EXERCISE OBJECTIVE: Which lines in the data below contain the word "usize"? Copy each of them.

MATERIAL TO PROCESS:
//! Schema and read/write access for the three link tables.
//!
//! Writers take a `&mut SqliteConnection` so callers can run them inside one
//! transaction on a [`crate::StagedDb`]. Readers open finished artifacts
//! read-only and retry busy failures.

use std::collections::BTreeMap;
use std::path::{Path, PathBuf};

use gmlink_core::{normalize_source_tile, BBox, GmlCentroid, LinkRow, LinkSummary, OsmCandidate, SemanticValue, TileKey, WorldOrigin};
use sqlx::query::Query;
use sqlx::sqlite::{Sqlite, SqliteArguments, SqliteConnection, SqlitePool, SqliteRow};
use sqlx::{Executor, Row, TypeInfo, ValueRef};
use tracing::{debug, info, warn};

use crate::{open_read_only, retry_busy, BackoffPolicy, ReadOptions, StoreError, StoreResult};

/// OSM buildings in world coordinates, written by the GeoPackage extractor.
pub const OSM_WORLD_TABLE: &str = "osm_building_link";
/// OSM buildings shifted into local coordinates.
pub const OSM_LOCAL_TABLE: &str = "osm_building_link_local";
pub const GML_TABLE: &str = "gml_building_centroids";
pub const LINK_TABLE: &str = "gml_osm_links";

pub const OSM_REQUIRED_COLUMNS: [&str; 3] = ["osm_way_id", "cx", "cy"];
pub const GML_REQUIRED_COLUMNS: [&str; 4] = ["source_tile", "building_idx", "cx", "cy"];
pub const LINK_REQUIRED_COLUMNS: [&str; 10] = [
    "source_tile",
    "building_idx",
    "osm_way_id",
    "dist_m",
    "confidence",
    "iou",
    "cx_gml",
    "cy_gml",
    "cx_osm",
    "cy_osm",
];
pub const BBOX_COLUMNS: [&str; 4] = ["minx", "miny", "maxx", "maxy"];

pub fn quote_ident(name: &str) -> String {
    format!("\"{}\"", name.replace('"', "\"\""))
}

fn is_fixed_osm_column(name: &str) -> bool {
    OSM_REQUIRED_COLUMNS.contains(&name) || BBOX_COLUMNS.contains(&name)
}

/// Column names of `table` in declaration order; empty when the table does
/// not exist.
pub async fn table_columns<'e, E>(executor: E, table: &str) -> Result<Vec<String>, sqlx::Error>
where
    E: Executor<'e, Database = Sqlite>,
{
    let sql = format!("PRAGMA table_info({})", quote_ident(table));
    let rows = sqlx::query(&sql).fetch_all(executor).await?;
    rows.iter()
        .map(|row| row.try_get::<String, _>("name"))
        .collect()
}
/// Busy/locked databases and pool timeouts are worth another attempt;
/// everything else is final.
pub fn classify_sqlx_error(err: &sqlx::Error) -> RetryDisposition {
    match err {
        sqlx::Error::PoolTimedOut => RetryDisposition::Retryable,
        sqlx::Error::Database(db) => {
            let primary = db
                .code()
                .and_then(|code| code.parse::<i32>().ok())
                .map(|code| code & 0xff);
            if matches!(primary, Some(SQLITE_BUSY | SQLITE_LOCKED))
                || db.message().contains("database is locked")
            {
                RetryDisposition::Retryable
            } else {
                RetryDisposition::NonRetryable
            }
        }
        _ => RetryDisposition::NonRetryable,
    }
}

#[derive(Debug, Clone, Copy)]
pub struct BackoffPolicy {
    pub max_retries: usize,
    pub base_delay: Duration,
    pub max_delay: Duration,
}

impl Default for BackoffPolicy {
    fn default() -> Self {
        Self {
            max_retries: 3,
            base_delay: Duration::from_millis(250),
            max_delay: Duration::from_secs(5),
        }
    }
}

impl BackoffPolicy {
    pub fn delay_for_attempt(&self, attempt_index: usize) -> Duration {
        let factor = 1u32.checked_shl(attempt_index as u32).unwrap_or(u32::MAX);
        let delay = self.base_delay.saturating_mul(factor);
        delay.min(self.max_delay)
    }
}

RESPONSE BOX:
    pub max_retries: usize,
    pub fn delay_for_attempt(&self, attempt_index: usize) -> Duration {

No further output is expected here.